Психологический климат в республике значительно изменился после пятидневной российско-грузинской войны, вызванной конфликтом в Южной Осетии. События августа 2008 г. (снова август!) ярко показали, что риск новой попытки Грузии разрешить «территориальные проблемы» силовым путем, державший в состоянии постоянной мобилизации всю республику, был вполне реальным. В итоге войны 2008 г. грузинские вооруженные формирования были вытеснены из нависавшей над Сухумом верхней части Кодорского ущелья, входящего в Абхазию – к сожалению, вместе с населявшими эту территорию примерно 3 тыс. сванов (субэтнос грузинского народа). Россия признала независимость Южной Осетии и Абхазии. Республика получила гарантии безопасности, открылись возможности инвестиций и развития экономики. Российские субсидии в том или ином виде составляют значительную часть бюджета Абхазии, а российские государственные компании взялись на условиях десятилетней концессии восстанавливать ее инфраструктуру – железную дорогу, аэропорт.

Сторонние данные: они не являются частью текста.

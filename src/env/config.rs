//! Environment client configuration
//!
//! Everything here is fixed when the environment is built: socket URL,
//! backend dialect, credentials, and optional timing knobs. Configs are
//! stored as pretty-printed JSON.

use std::fs;
use std::path::Path;
use std::time::Duration;

use serde::{Deserialize, Serialize};
use url::Url;

use super::adapter::Dialect;
use super::error::ConfigError;

/// Default socket URL
pub const DEFAULT_SOCKET_URL: &str = "ws://localhost:8081/ws";

/// Seconds between keep-alive pings on backends that expect them
pub const DEFAULT_PING_INTERVAL_SECS: u64 = 10;

/// Operations refused in read-only mode without a `permissionDenied` notification
pub const DEFAULT_SILENT_FAILURE_OPS: &[&str] = &["update_annotations", "remove_annotations"];

/// User name and password
#[derive(Debug, Clone, PartialEq, Eq, Serialize, Deserialize)]
pub struct Credentials {
    /// User name or tag
    pub user: String,
    /// Password
    pub password: String,
}

/// Configuration for an [`Environment`](super::Environment)
#[derive(Debug, Clone, PartialEq, Serialize, Deserialize)]
#[serde(default)]
pub struct EnvironmentConfig {
    /// WebSocket URL of the backend API
    pub socket_url: String,

    /// Wire dialect spoken by the backend
    pub dialect: Dialect,

    /// Login credentials
    pub credentials: Option<Credentials>,

    /// Fail requests with no reply after this many milliseconds
    pub request_timeout_ms: Option<u64>,

    /// Keep-alive interval; ignored by dialects without a ping
    pub ping_interval_secs: Option<u64>,

    /// Refuse operations that modify the environment
    pub read_only: bool,

    /// Write operations refused quietly in read-only mode
    pub silent_failure_ops: Vec<String>,
}

impl Default for EnvironmentConfig {
    fn default() -> Self {
        Self {
            socket_url: DEFAULT_SOCKET_URL.to_string(),
            dialect: Dialect::Go,
            credentials: None,
            request_timeout_ms: None,
            ping_interval_secs: Some(DEFAULT_PING_INTERVAL_SECS),
            read_only: false,
            silent_failure_ops: DEFAULT_SILENT_FAILURE_OPS
                .iter()
                .map(|op| op.to_string())
                .collect(),
        }
    }
}

impl EnvironmentConfig {
    /// Config for `socket_url` speaking `dialect`, other fields defaulted.
    pub fn new(socket_url: impl Into<String>, dialect: Dialect) -> Self {
        Self {
            socket_url: socket_url.into(),
            dialect,
            ..Self::default()
        }
    }

    /// Builder-style credential setter.
    pub fn with_credentials(mut self, user: impl Into<String>, password: impl Into<String>) -> Self {
        self.credentials = Some(Credentials {
            user: user.into(),
            password: password.into(),
        });
        self
    }

    /// Check the socket URL.
    pub fn validate(&self) -> Result<(), ConfigError> {
        let url = Url::parse(&self.socket_url).map_err(|err| ConfigError::InvalidUrl {
            url: self.socket_url.clone(),
            reason: err.to_string(),
        })?;
        match url.scheme() {
            "ws" | "wss" | "memory" => Ok(()),
            other => Err(ConfigError::UnsupportedScheme(other.to_string())),
        }
    }

    /// Request timeout, if configured.
    pub fn request_timeout(&self) -> Option<Duration> {
        self.request_timeout_ms.map(Duration::from_millis)
    }

    /// Ping interval, if configured and non-zero.
    pub fn ping_interval(&self) -> Option<Duration> {
        self.ping_interval_secs
            .filter(|secs| *secs > 0)
            .map(Duration::from_secs)
    }

    /// Whether a refused `operation` should stay quiet.
    pub fn is_silent_failure(&self, operation: &str) -> bool {
        self.silent_failure_ops.iter().any(|op| op == operation)
    }
}

/// Load and validate a config file.
pub fn load_config(path: &Path) -> Result<EnvironmentConfig, ConfigError> {
    let data = fs::read(path)
        .map_err(|err| ConfigError::File(format!("failed to read {}: {err}", path.display())))?;
    let config: EnvironmentConfig = serde_json::from_slice(&data)
        .map_err(|err| ConfigError::File(format!("failed to parse {}: {err}", path.display())))?;
    config.validate()?;
    Ok(config)
}

/// Write a config file, creating parent directories as needed.
pub fn write_config(path: &Path, config: &EnvironmentConfig) -> Result<(), ConfigError> {
    if let Some(parent) = path.parent() {
        fs::create_dir_all(parent).map_err(|err| {
            ConfigError::File(format!("failed to create {}: {err}", parent.display()))
        })?;
    }
    let data = serde_json::to_vec_pretty(config)
        .map_err(|err| ConfigError::File(format!("failed to encode config: {err}")))?;
    fs::write(path, data)
        .map_err(|err| ConfigError::File(format!("failed to write {}: {err}", path.display())))
}

#[cfg(test)]
mod tests {
    use super::*;
    use tempfile::TempDir;

    #[test]
    fn config_file_round_trip() {
        let temp = TempDir::new().unwrap();
        let path = temp.path().join("nested").join("env.json");
        let config = EnvironmentConfig::new("wss://example.com:17070/", Dialect::Python)
            .with_credentials("admin", "secret");

        write_config(&path, &config).unwrap();
        assert_eq!(load_config(&path).unwrap(), config);
    }

    #[test]
    fn missing_fields_take_defaults() {
        let temp = TempDir::new().unwrap();
        let path = temp.path().join("env.json");
        fs::write(&path, r#"{"dialect": "python"}"#).unwrap();

        let config = load_config(&path).unwrap();
        assert_eq!(config.dialect, Dialect::Python);
        assert_eq!(config.socket_url, DEFAULT_SOCKET_URL);
        assert_eq!(config.ping_interval(), Some(Duration::from_secs(10)));
        assert!(config.is_silent_failure("update_annotations"));
    }

    #[test]
    fn bad_urls_are_rejected() {
        let config = EnvironmentConfig::new("http://example.com", Dialect::Go);
        assert_eq!(
            config.validate(),
            Err(ConfigError::UnsupportedScheme("http".to_string()))
        );
        let config = EnvironmentConfig::new("not a url", Dialect::Go);
        assert!(matches!(config.validate(), Err(ConfigError::InvalidUrl { .. })));
    }

    #[test]
    fn unknown_dialect_fails_to_load() {
        let temp = TempDir::new().unwrap();
        let path = temp.path().join("env.json");
        fs::write(&path, r#"{"dialect": "ruby"}"#).unwrap();
        assert!(matches!(load_config(&path), Err(ConfigError::File(_))));
    }
}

Естественно, неравнозначность потенциалов России и Абхазии вызывает и проблемы. Например, как развивать абхазскую туристическую индустрию? Нет сомнений, что в Абхазии для туризма есть все – теплое море и подступающие к нему горные леса, многочисленные исторические и природные памятники. Нет только рабочих рук. Кто будет строить новые отели и обслуживать приезжих? Вряд ли абхазов устроит распродажа уникального побережья иностранному капиталу, а массовые миграции извне могут вновь стать угрозой идентичности титульного населения.
Дом правительства до сих пор стоит как памятник войне. 2010 г.
Война 1992-1993 гг. и многолетняя внешняя угроза, несомненно, еще больше сплотила абхазов. Раны, нанесенные войной, будут заживать еще очень долго. Для восстановления городов и хозяйства нужны огромные инвестиции. Даже в Сухуме и поныне тысячи и тысячи разрушенных домов, теперь частично скрытых разросшимися деревьями. Часто можно увидеть многоэтажные дома, первые этажи которых занимают магазины, а выше них – только выжженный мертвый остов. Не восстановлен и один из символов Сухума – Дом правительства. Что уж говорить о районном приморском городе Очамчире к востоку от Сухума, потерявшем более 75 % жителей, или Ткуарчале, развалины которого – мрачный памятник советской индустриальной эпохе. Фактически пока мертва и железная дорога: ведь за Сухумом – тупик, пути к Тбилиси и Еревану нет.
Но дело, конечно, разумеется, далеко не только в инвестициях. Память о войне стала одной из основ абхазской национальной идентичности. О жертвах войны здесь напоминает все: мемориалы в городах и на дорогах, портреты погибших бойцов на прячущих развалины заборах, экспозиции школьных музеев и мраморные доски с десятками имен в коридорах университета, биллборды с национальными символами и портретами первого президента Абхазии, востоковеда В. Ардзинбы в военной форме. В любом случае, теперь трудно даже помыслить, чтобы даже в далекой перспективе абхазы согласились жить в одном государстве с грузинами.
Жива знаменитая роща пицундских сосен, 2010 г. Но пансионаты обветшали, посетителей мало, доходов тоже.
И уж конечно, о войне хорошо помнят грузинские беженцы. Проблема их возвращения исключительно болезненна. Оно несомненно затронуло бы основы нынешнего абхазского государства – и в силу численного перевеса и повсеместного проживания грузин в советской Абхазии, и из-за груза недавнего и отдаленного прошлого в коллективном сознании.
Относительная стабилизация политической ситуации после августа 2008 г. и отсутствие прямой военной угрозы, борьба за дипломатическое признание и интеграция в мировую систему, выбор стратегии экономического развития и сохранение устоев демократии в небольшом сообществе – все это ныне новые вызовы Республике.